Avis |  Une machine a gardé notre patiente en vie, mais elle ne pouvait pas rester indéfiniment, n’est-ce pas ?

Bien que nous repoussions de plus en plus les limites‌‌ avec ECMO, il n’est ‌‌conçu pour une utilisation‌‌à long terme. C’est pourquoi les médecins parlent de la machine comme d’un pont plutôt que d’une destination. Il s’agit soit d’un pont vers la récupération pulmonaire, soit d’une greffe si la récupération est impossible. Ce fait même est remarquable.

Des patients comme Mme Henry, qui seraient morts sans l’espoir d’une greffe, ont une seconde chance de vivre.
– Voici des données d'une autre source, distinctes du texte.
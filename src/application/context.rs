//! Resolution Context
//!
//! Shared state for the resolvers of one pipeline.

use crate::infrastructure::{ConcurrencyLimiter, LimiterConfig, ResultCache};
use std::sync::Arc;

/// Owns the lookup cache and the concurrency gate.
///
/// Both resolvers of a pipeline hold the same context. Two pipelines built
/// from separate contexts share nothing.
#[derive(Clone)]
pub struct ResolutionContext {
    cache: Arc<ResultCache>,
    limiter: Arc<ConcurrencyLimiter>,
}

impl ResolutionContext {
    pub fn new(cache: Arc<ResultCache>, limiter: Arc<ConcurrencyLimiter>) -> Self {
        Self { cache, limiter }
    }

    /// Fresh, empty context with the given concurrency limit.
    pub fn with_limit(max_concurrent: usize) -> Self {
        Self::new(
            Arc::new(ResultCache::new()),
            Arc::new(ConcurrencyLimiter::new(LimiterConfig { max_concurrent })),
        )
    }

    pub fn cache(&self) -> &ResultCache {
        &self.cache
    }

    pub fn limiter(&self) -> &ConcurrencyLimiter {
        &self.limiter
    }
}

impl Default for ResolutionContext {
    fn default() -> Self {
        Self::new(
            Arc::new(ResultCache::new()),
            Arc::new(ConcurrencyLimiter::default()),
        )
    }
}
use serde::{Deserialize, Serialize};

#[derive(Debug, Clone, Serialize, Deserialize, PartialEq)]
pub struct ChatMessage {
    pub role: String,
    pub content: String,
}

impl ChatMessage {
    pub fn system(content: impl Into<String>) -> Self {
        Self { role: "system".to_string(), content: content.into() }
    }

    pub fn user(content: impl Into<String>) -> Self {
        Self { role: "user".to_string(), content: content.into() }
    }
}

/// Body of `POST /chat/completions`
#[derive(Debug, Serialize)]
pub struct ChatRequest<'a> {
    pub model: &'a str,
    pub messages: Vec<ChatMessage>,
    pub max_tokens: u32,
    pub temperature: f32,
}

#[derive(Debug, Deserialize)]
pub struct ChatCompletionResponse {
    #[serde(default)]
    pub choices: Vec<ChatChoice>,
}

#[derive(Debug, Deserialize)]
pub struct ChatChoice {
    pub message: ChatChoiceMessage,
}

// providers send `content: null` for refusals and tool calls
#[derive(Debug, Deserialize)]
pub struct ChatChoiceMessage {
    #[serde(default)]
    pub content: Option<String>,
}

impl ChatCompletionResponse {
    pub fn first_content(self) -> Option<String> {
        self.choices.into_iter().next().and_then(|c| c.message.content)
    }
}
// src/main.rs
mod config;
mod dtos;
mod handlers;
mod models;
mod services;

use std::env;
use anyhow::{Context, Result};
use log::info;

use crate::config::SETTINGS_FILE;
use crate::handlers::profile_handlers::{present_profile, run};

const PROMPT: &str = "Create a profile of a fictional girl character from Hoyoverse games \
(Genshin Impact, Honkai Impact 3rd, etc.) who specializes in Python and machine learning.";

#[tokio::main]
async fn main() -> Result<()> {
    env_logger::Builder::from_env(env_logger::Env::default().default_filter_or("info")).init();
    if dotenv::dotenv().is_err() {
        info!("no {} file found, using process environment only", SETTINGS_FILE);
    }

    let profile = run(|name| env::var(name).ok(), PROMPT)
        .await
        .context("configuration error")?;

    if let Some(profile) = profile {
        present_profile(&profile).context("failed to write profile to stdout")?;
    }
    Ok(())
}
pub mod profile;
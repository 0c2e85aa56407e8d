pub mod profile_handlers;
Mais c’est une étrange seconde chance, vécue à l’ombre d’une réalité presque intolérable‌‌ : si la greffe ou la récupération n’est pas possible, alors ‌la machine ‌‌devient ce que nous appelons un “pont vers nulle part” et ‌doit s’arrêter. ‌Les médecins le précisent lorsque les patients ou, plus souvent, leur famille consentent à commencer l’ECMO. Mais est-ce que quelqu’un peut vraiment comprendre cette possibilité impensable dans le feu de l’action, quand lui-même ou son proche ne peut pas respirer et saisirait n’importe quelle chance dans la vie, comme ce fut le cas pour Mme Henry ? Et même s’ils le pouvaient, que pourraient-ils faire de cette information ?

ODepuis que les médicaments sédatifs ont été arrêtés et qu’elle s’est réveillée sous ECMO en juin, Mme Henry‌ était déterminée à faire tout ce qui était nécessaire pour qu’elle se rende à une greffe et à continuer à trouver des moments de bonheur en attendant‌. Bien que sa voix ait disparu, réduite au silence par le tube trachéal, son sourire était toujours là. C’est ce qui l’a fait aimer même des infirmières les plus endurcies, qui lui ont dit qu’elles l’aimaient à la fin de leurs quarts de travail. Quand elle a eu 34 ans, le personnel infirmier l’a emmenée sur le toit de l’hôpital, appareil de pontage pulmonaire et tout, pour qu’elle puisse sentir le soleil sur son visage. Elle écoutait de la musique. Son petit ami et ses parents lui ont rendu visite. Ils croyaient tous que les nouveaux poumons viendraient et que la souffrance en valait la peine à la fin‌‌.

Mais la machine de pontage pulmonaire peut être trompeuse. Les patients peuvent sembler relativement stables, mais ils sont sur le fil du rasoir. Ce fut le cas de Mme Henry et à mesure que l’été avançait, les complications ont commencé à se multiplier. En août, elle saignait, du liquide s’accumulait autour de son cœur et elle souffrait. Elle a été retirée de la liste de transplantation, puis réintégrée et finalement, lorsqu’il est devenu clair que même si elle survivait à l’opération, il était peu probable qu’elle quitte l’hôpital, l’équipe de transplantation a pris la décision déchirante de la retirer de l’hôpital. liste en permanence.

Lorsque Mme Henry a appris cette nouvelle, elle s’est laissée asseoir dans la tristesse pendant environ une heure. Et puis elle a fait de son mieux pour avancer. Au début, il y avait des espoirs que, bien que peu probables, un autre programme de transplantation pourrait avoir une opinion différente sur ses chances et la prendrait. Pour un bref intermède, un programme en Floride semblait possible. Son petit ami a préparé la voiture pour se diriger vers le sud, Mme Henry a cherché en ligne pour aider sa mère à trouver des appartements, tandis que sa mère s’est préparée à puiser dans sa retraite pour payer l’ambulance aérienne que l’assurance ne couvrirait pas.

Ensuite, cette option a échoué. Et même si ses médecins ont appelé après appel dans tout le pays, essayant de trouver un autre programme ‌‌ – et chaque jour, elle marchait, déterminée à être aussi prête que possible si quelqu’un disait oui ‌ – un par un, les programmes de transplantation à travers le pays ont déclaré non.

« Nous avons appelé tous les centres que nous connaissions. C’était une jeune femme et nous voulions tous lui donner une chance », m’a dit le Dr Nirmal Sharma, responsable médical de la transplantation pulmonaire à Brigham. “Mais alors qu’elle devenait encore plus malade, l’écriture était sur le mur.”